No exame obstétrico, é comum o achado de altura uterina maior que a esperada para a idade gestacional, ausência de batimentos cardíacos e movimentos fetais. O exame especular permite avaliação da quantidade e local de sangramento e observação de vesículas (“em cachos de uva”) no conteúdo vaginal.

Na USG é possível observar a presença de material amorfo e heterogêneo, com áreas anecóicas, a “tempestade de neve”. Já na mola incompleta, o material fetal também pode ser evidenciado.

Ultrassonografia mostrando a mola hidatiforme
USG de mola hidatiforme completa, no qual é possível ver as vesículas (“bolinhas”). Fonte: FEBRASGO

Como é feito o tratamento do sangramento na primeira metade da gestação?

Aborto

A conduta na ameaça de aborto é expectante, orientando repouso e retorno se houver piora. Já no aborto completo, após a confirmação e estabilização, a paciente deve receber alta. No aborto inevitável e no aborto incompleto, a paciente deve ser estabilizada, após ser realizada a resolução da gestação por esvaziamento uterino, por meio de aspiração manual intrauterina (AMIU) se a gestação tiver menos de 12 semanas e curetagem se tiver mais de 12 semanas, utilizando misoprostol para dilatação cervical. 

No aborto retido, por ser assintomático, dificilmente é atendido na urgência.
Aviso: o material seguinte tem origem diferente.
use std::path::PathBuf;

use async_trait::async_trait;
use reqwest::StatusCode;
use serde_json::Value;
use thiserror::Error;
use url::Url;

use crate::config::ClusterConfig;

// ─── Errors ──────────────────────────────────────────────────────

#[derive(Debug, Error)]
pub enum ClusterError {
    #[error("request to {url} failed: {source}")]
    Transport {
        url: String,
        #[source]
        source: reqwest::Error,
    },

    #[error("{url} returned HTTP {status}")]
    Status { url: String, status: StatusCode },

    #[error("{url} returned a body that is not JSON: {source}")]
    Decode {
        url: String,
        #[source]
        source: reqwest::Error,
    },

    #[error("invalid endpoint URL: {0}")]
    Url(#[from] url::ParseError),

    #[error("{0} cannot be used as a base URL")]
    NotABase(Url),

    #[error("cannot read bearer token from {path}: {source}")]
    Token {
        path: PathBuf,
        #[source]
        source: std::io::Error,
    },

    #[error("cannot build HTTP client: {0}")]
    Build(#[source] reqwest::Error),
}

// ─── Capabilities ────────────────────────────────────────────────

/// The three read-only queries telemetry needs from the cluster.
///
/// Implementations come pre-authenticated; every method returns the raw
/// JSON document and leaves interpretation to the telemetry sources.
#[async_trait]
pub trait ClusterClient: Send + Sync {
    /// Prometheus instant query (`/api/v1/query`).
    async fn instant_query(&self, promql: &str) -> Result<Value, ClusterError>;

    /// Current usage of every node (`metrics.k8s.io`).
    async fn node_metrics(&self) -> Result<Value, ClusterError>;

    /// One external metric series (`external.metrics.k8s.io`).
    async fn external_metric(
        &self,
        namespace: &str,
        metric: &str,
        label_selector: Option<&str>,
    ) -> Result<Value, ClusterError>;
}

// ─── HTTP implementation ─────────────────────────────────────────

/// `reqwest` client talking to Prometheus and the Kubernetes API server.
///
/// `reqwest::Client` is cheaply cloneable and pools connections, so one
/// instance serves every concurrent fetch.
#[derive(Clone)]
pub struct HttpClusterClient {
    http: reqwest::Client,
    prometheus: Url,
    api_server: Url,
    bearer: Option<String>,
}

impl HttpClusterClient {
    pub fn new(
        prometheus: Url,
        api_server: Url,
        bearer: Option<String>,
        accept_invalid_certs: bool,
    ) -> Result<Self, ClusterError> {
        let http = reqwest::Client::builder()
            .user_agent(concat!("faas-latency-probe/", env!("CARGO_PKG_VERSION")))
            .danger_accept_invalid_certs(accept_invalid_certs)
            .build()
            .map_err(ClusterError::Build)?;

        Ok(Self {
            http,
            prometheus,
            api_server,
            bearer,
        })
    }

    /// Build from configuration, reading the bearer token file if one is set.
    pub fn from_config(config: &ClusterConfig) -> Result<Self, ClusterError> {
        let bearer = match &config.bearer_token_file {
            Some(path) => {
                let token = std::fs::read_to_string(path).map_err(|source| ClusterError::Token {
                    path: path.clone(),
                    source,
                })?;
                Some(token.trim().to_owned())
            }
            None => None,
        };

        Self::new(
            Url::parse(&config.prometheus_url)?,
            Url::parse(&config.api_server_url)?,
            bearer,
            config.accept_invalid_certs,
        )
    }

    async fn get_json(&self, url: Url) -> Result<Value, ClusterError> {
        let mut request = self.http.get(url.clone());
        if let Some(token) = &self.bearer {
            request = request.bearer_auth(token);
        }

        let response = request.send().await.map_err(|source| ClusterError::Transport {
            url: url.to_string(),
            source,
        })?;

        let status = response.status();
        if !status.is_success() {
            return Err(ClusterError::Status {
                url: url.to_string(),
                status,
            });
        }

        response.json().await.map_err(|source| ClusterError::Decode {
            url: url.to_string(),
            source,
        })
    }
}

/// Append path segments to a base URL, keeping any path prefix it already has.
fn endpoint(base: &Url, segments: &[&str]) -> Result<Url, ClusterError> {
    let mut url = base.clone();
    url.path_segments_mut()
        .map_err(|_| ClusterError::NotABase(base.clone()))?
        .pop_if_empty()
        .extend(segments);
    Ok(url)
}

#[async_trait]
impl ClusterClient for HttpClusterClient {
    async fn instant_query(&self, promql: &str) -> Result<Value, ClusterError> {
        let mut url = endpoint(&self.prometheus, &["api", "v1", "query"])?;
        url.query_pairs_mut().append_pair("query", promql);
        self.get_json(url).await
    }

    async fn node_metrics(&self) -> Result<Value, ClusterError> {
        let url = endpoint(&self.api_server, &["apis", "metrics.k8s.io", "v1beta1", "nodes"])?;
        self.get_json(url).await
    }

    async fn external_metric(
        &self,
        namespace: &str,
        metric: &str,
        label_selector: Option<&str>,
    ) -> Result<Value, ClusterError> {
        let mut url = endpoint(
            &self.api_server,
            &[
                "apis",
                "external.metrics.k8s.io",
                "v1beta1",
                "namespaces",
                namespace,
                metric,
            ],
        )?;
        if let Some(selector) = label_selector {
            url.query_pairs_mut().append_pair("labelSelector", selector);
        }
        self.get_json(url).await
    }
}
Após receber diagnóstico, a paciente deve ser encaminhada para realização de esvaziamento uterino. Por fim, no aborto infectado, é feito a mesma conduta do aborto incompleto, com antibioticoterapia associada. O esquema preferencial de tratamento é a associação da gentamicina (1,5mg/kg/dose a cada 8 horas) com a clindamicina (900 mg de 8/8 horas).

Gravidez ectópica

O tratamento medicamentoso é feito por meio do metotrexato (MTX), na dose de 50 mg/m2 por via intramuscular. Os principais preditores de sucesso desse tratamento são valores iniciais baixos de beta-Hcg e declínio do mesmo em 48h. O metotrexato age nas células trofoblásticas de divisão rápida, impedindo sua multiplicação. 
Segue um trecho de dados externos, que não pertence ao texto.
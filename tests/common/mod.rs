//! Shared fixtures for the integration tests.
#![allow(dead_code)]

use std::collections::HashMap;
use std::path::Path;
use std::sync::Arc;
use std::time::Duration;

use async_trait::async_trait;
use faas_latency_probe::telemetry::{FetchError, PartialFields, TelemetrySource};
use faas_latency_probe::FieldValue;

/// Telemetry source with scripted behaviour.
pub enum Script {
    Fields(Vec<(String, FieldValue)>),
    Fail,
    Sleep(Duration),
}

pub struct ScriptedSource {
    pub name: &'static str,
    pub script: Script,
}

#[async_trait]
impl TelemetrySource for ScriptedSource {
    fn name(&self) -> &'static str {
        self.name
    }

    async fn fetch(&self) -> Result<PartialFields, FetchError> {
        match &self.script {
            Script::Fields(fields) => Ok(fields.iter().cloned().collect()),
            Script::Fail => Err(FetchError::Empty("items")),
            Script::Sleep(d) => {
                tokio::time::sleep(*d).await;
                Ok(PartialFields::new())
            }
        }
    }
}

pub fn source(name: &'static str, script: Script) -> Arc<dyn TelemetrySource> {
    Arc::new(ScriptedSource { name, script })
}

/// The usual three: autoscaler hangs, two nodes answer, invocation rate fails.
pub fn degraded_cluster() -> Vec<Arc<dyn TelemetrySource>> {
    vec![
        source("autoscaler", Script::Sleep(Duration::from_secs(30))),
        source(
            "nodes",
            Script::Fields(vec![
                ("node0CpuUsage".into(), FieldValue::Float(0.5)),
                ("node0MemoryUsage".into(), FieldValue::Int(1 << 20)),
                ("node1CpuUsage".into(), FieldValue::Float(0.75)),
                ("node1MemoryUsage".into(), FieldValue::Int(1 << 21)),
            ]),
        ),
        source("invocation-rate", Script::Fail),
    ]
}

/// Read a sink file back as (header, rows keyed by column).
pub fn read_csv(path: &Path) -> (Vec<String>, Vec<HashMap<String, String>>) {
    let mut reader = csv::Reader::from_path(path).unwrap();
    let headers: Vec<String> = reader.headers().unwrap().iter().map(String::from).collect();
    let rows = reader
        .records()
        .map(|row| {
            let row = row.unwrap();
            headers
                .iter()
                .cloned()
                .zip(row.iter().map(String::from))
                .collect()
        })
        .collect();
    (headers, rows)
}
Essa modalidade de tratamento é indicada em casos de estabilidade hemodinâmica, massa anexial de diâmetro menor que 3,5 cm, beta-hCG inicial menor que 5000 mUI/ml, ausência de dor abdominal e desejo de gravidez futura.

Após a administração da droga, é feito um acompanhamento com dosagem de beta-Hcg nos 4° e 7°dias. Se ocorrer redução do valor maior que 15%, indica bom prognóstico. Uma redução menor que 15%, indica nova dose do MTX (podendo ser feita no máximo 4 doses). O aumento no valor indica necessidade de cirurgia.
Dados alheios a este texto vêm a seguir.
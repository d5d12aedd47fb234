use std::collections::HashSet;
use std::fs::{File, OpenOptions};
use std::path::{Path, PathBuf};
use std::sync::atomic::{AtomicU64, Ordering};
use std::sync::Arc;

use chrono::Utc;
use thiserror::Error;
use tokio::sync::{mpsc, oneshot};
use tokio::task::JoinHandle;

use super::MetricsRecord;

// ─── Errors ──────────────────────────────────────────────────────

/// Any of these means the output is broken; the run cannot continue.
#[derive(Debug, Error)]
pub enum SinkError {
    #[error("cannot create sink file {path}: {source}")]
    Open {
        path: PathBuf,
        #[source]
        source: std::io::Error,
    },

    #[error("sink I/O error: {0}")]
    Io(#[from] std::io::Error),

    #[error("CSV encoding error: {0}")]
    Csv(#[from] csv::Error),

    #[error("sink writer is closed")]
    Closed,

    #[error("sink writer stopped: {0}")]
    Stopped(String),

    #[error("sink writer thread panicked")]
    Panicked,
}

// ─── CSV encoder ─────────────────────────────────────────────────

/// Append-only CSV file whose header grows with the records.
///
/// Columns are kept in first-seen order. A record that carries a field the
/// header does not know yet widens the file: it is rewritten once with the
/// new header and every earlier row padded with empty cells. Cells a record
/// does not have are written empty.
pub struct CsvSink {
    path: PathBuf,
    columns: Vec<String>,
    known: HashSet<String>,
    writer: csv::Writer<File>,
    rows: u64,
}

impl CsvSink {
    /// Create a new file at `path`. Refuses to overwrite an existing one.
    pub fn create(path: impl Into<PathBuf>) -> Result<Self, SinkError> {
        let path = path.into();
        let file = OpenOptions::new()
            .write(true)
            .create_new(true)
            .open(&path)
            .map_err(|source| SinkError::Open {
                path: path.clone(),
                source,
            })?;

        Ok(Self {
            path,
            columns: Vec::new(),
            known: HashSet::new(),
            writer: csv::WriterBuilder::new().from_writer(file),
            rows: 0,
        })
    }

    pub fn path(&self) -> &Path {
        &self.path
    }

    pub fn append(&mut self, record: &MetricsRecord) -> Result<(), SinkError> {
        let added: Vec<String> = record
            .names()
            .filter(|name| !self.known.contains(*name))
            .map(str::to_owned)
            .collect();

        if !added.is_empty() {
            if self.rows == 0 {
                self.columns.extend(added);
                self.known = self.columns.iter().cloned().collect();
                self.writer.write_record(&self.columns)?;
            } else {
                self.widen(added)?;
            }
        }

        let row: Vec<String> = self
            .columns
            .iter()
            .map(|column| record.get(column).map(|v| v.to_cell()).unwrap_or_default())
            .collect();
        self.writer.write_record(&row)?;
        self.rows += 1;
        Ok(())
    }

    /// Rewrite the file under a wider header.
    fn widen(&mut self, added: Vec<String>) -> Result<(), SinkError> {
        self.writer.flush()?;

        tracing::debug!(
            path = %self.path.display(),
            added = ?added,
            rows = self.rows,
            "widening sink header"
        );

        self.columns.extend(added);
        self.known = self.columns.iter().cloned().collect();
        let width = self.columns.len();

        let staging = self.path.with_extension("csv.partial");
        {
            let mut reader = csv::ReaderBuilder::new()
                .has_headers(true)
                .from_path(&self.path)?;
            let mut rewrite = csv::Writer::from_path(&staging)?;
            rewrite.write_record(&self.columns)?;
            for row in reader.records() {
                let row = row?;
                let mut cells: Vec<&str> = row.iter().collect();
                cells.resize(width, "");
                rewrite.write_record(&cells)?;
            }
            rewrite.flush()?;
        }

        std::fs::rename(&staging, &self.path)?;
        let file = OpenOptions::new().append(true).open(&self.path)?;
        self.writer = csv::WriterBuilder::new().from_writer(file);
        Ok(())
    }

    /// Flush and close. Returns the number of rows written.
    pub fn finish(mut self) -> Result<u64, SinkError> {
        self.writer.flush()?;
        self.writer.get_ref().sync_all()?;
        Ok(self.rows)
    }
}

// ─── Writer task ─────────────────────────────────────────────────

enum SinkCommand {
    /// The writer answers once the row is written or has failed.
    Append(MetricsRecord, oneshot::Sender<Result<(), SinkError>>),
    Close,
}

/// Owns the run's output file.
///
/// A single blocking task holds the [`CsvSink`]; producers reach it through
/// a bounded channel, so appends are serialized, land in the order producers
/// handed them over, and slow disks push back on the producers. The first
/// failed append stops the writer; that record's producer gets the error and
/// everything still queued gets [`SinkError::Closed`].
pub struct SinkWriter {
    path: PathBuf,
    tx: mpsc::Sender<SinkCommand>,
    worker: JoinHandle<Result<u64, SinkError>>,
    written: Arc<AtomicU64>,
}

/// Cloneable producer side of the sink.
#[derive(Clone)]
pub struct SinkHandle {
    tx: mpsc::Sender<SinkCommand>,
    written: Arc<AtomicU64>,
}

impl SinkWriter {
    /// Open `<directory>/<prefix>-<unix millis>.csv` for this run.
    pub fn open(directory: &Path, prefix: &str, capacity: usize) -> Result<Self, SinkError> {
        let name = format!("{prefix}-{}.csv", Utc::now().timestamp_millis());
        Self::open_at(directory.join(name), capacity)
    }

    /// Open a sink at an explicit path.
    pub fn open_at(path: PathBuf, capacity: usize) -> Result<Self, SinkError> {
        let sink = CsvSink::create(&path)?;
        let (tx, mut rx) = mpsc::channel(capacity.max(1));
        let written = Arc::new(AtomicU64::new(0));
        let counter = written.clone();

        let worker = tokio::task::spawn_blocking(move || {
            let mut sink = sink;
            while let Some(command) = rx.blocking_recv() {
                match command {
                    SinkCommand::Append(record, ack) => match sink.append(&record) {
                        Ok(()) => {
                            counter.fetch_add(1, Ordering::Relaxed);
                            let _ = ack.send(Ok(()));
                        }
                        Err(e) => {
                            tracing::error!(
                                path = %sink.path().display(),
                                error = %e,
                                "sink append failed"
                            );
                            let _ = ack.send(Err(SinkError::Stopped(e.to_string())));
                            return Err(e);
                        }
                    },
                    SinkCommand::Close => break,
                }
            }
            sink.finish()
        });

        tracing::info!(path = %path.display(), "sink opened");

        Ok(Self {
            path,
            tx,
            worker,
            written,
        })
    }

    pub fn path(&self) -> &Path {
        &self.path
    }

    pub fn handle(&self) -> SinkHandle {
        SinkHandle {
            tx: self.tx.clone(),
            written: self.written.clone(),
        }
    }

    /// Drain everything emitted so far, flush, close the file.
    ///
    /// Handles that outlive this call get [`SinkError::Closed`].
    pub async fn close(self) -> Result<u64, SinkError> {
        // A send failure means the worker already stopped; its result says why.
        let _ = self.tx.send(SinkCommand::Close).await;
        drop(self.tx);
        self.worker.await.map_err(|_| SinkError::Panicked)?
    }
}

impl SinkHandle {
    /// Hand a record to the writer and wait until it is written. Waits
    /// while the queue is full.
    pub async fn emit(&self, record: MetricsRecord) -> Result<(), SinkError> {
        let (ack, written) = oneshot::channel();
        self.tx
            .send(SinkCommand::Append(record, ack))
            .await
            .map_err(|_| SinkError::Closed)?;
        // A dropped ack means the writer stopped before reaching this record.
        written.await.map_err(|_| SinkError::Closed)?
    }

    /// Rows durably handed to the encoder so far.
    pub fn records_written(&self) -> u64 {
        self.written.load(Ordering::Relaxed)
    }
}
O tratamento cirúrgico é a conduta padrão para tratamento de gravidez ectópica. Pode ser realizado: salpingectomia laparoscópica, salpingectomia por laparotomia ou salpingostomia. 

Essas cirurgias são indicadas para pacientes com prole constituída, em casos de lesão tubária irreparável, em casos de sangramento persistente, quando há recidiva de gravidez ectópica na mesma tuba  e quando os títulos do beta-hCG são elevados. A salpingostomia, porém, é uma cirurgia mais conservadora, indicada para pacientes com desejo de preservar a fertilidade.

Doença trofoblástica gestacional

O tratamento da mola hidatiforme baseia-se no esvaziamento uterino e no seguimento pós-molar, com o objetivo de diagnosticar precocemente caso haja evolução para Neoplasia Trofoblástica Gestacional. O esvaziamento pode ser feito pela AMIU (Aspiração Manual Intrauterina) ou pela curetagem. Em mulheres com prole definida, o tratamento com a histerectomia precisa ser considerado, porque reduz as chances de recorrência e de malignidade. 

Assim, o seguimento pós-molar é feito a partir da dosagem sérica semanal ou quinzenal do hormônio, até zerar os valores. Depois, realiza-se a dosagem sérica mensalmente por seis meses.  Nesse período, a mulher deve realizar método anticonceptivo. Se houver aumento de 10% ou mais, é considerado recidiva. 

Conclusão

O sangramento vaginal na primeira metade da gravidez é uma queixa comum nas emergências obstétricas. Suas principais causas são: abortamento, gravidez ectópica e doença trofoblástica gestacional. O quadro de cada uma dessas entidades difere, assim como suas condutas, por isso, é de grande importância o entendimento do diagnóstico diferencial de cada uma delas.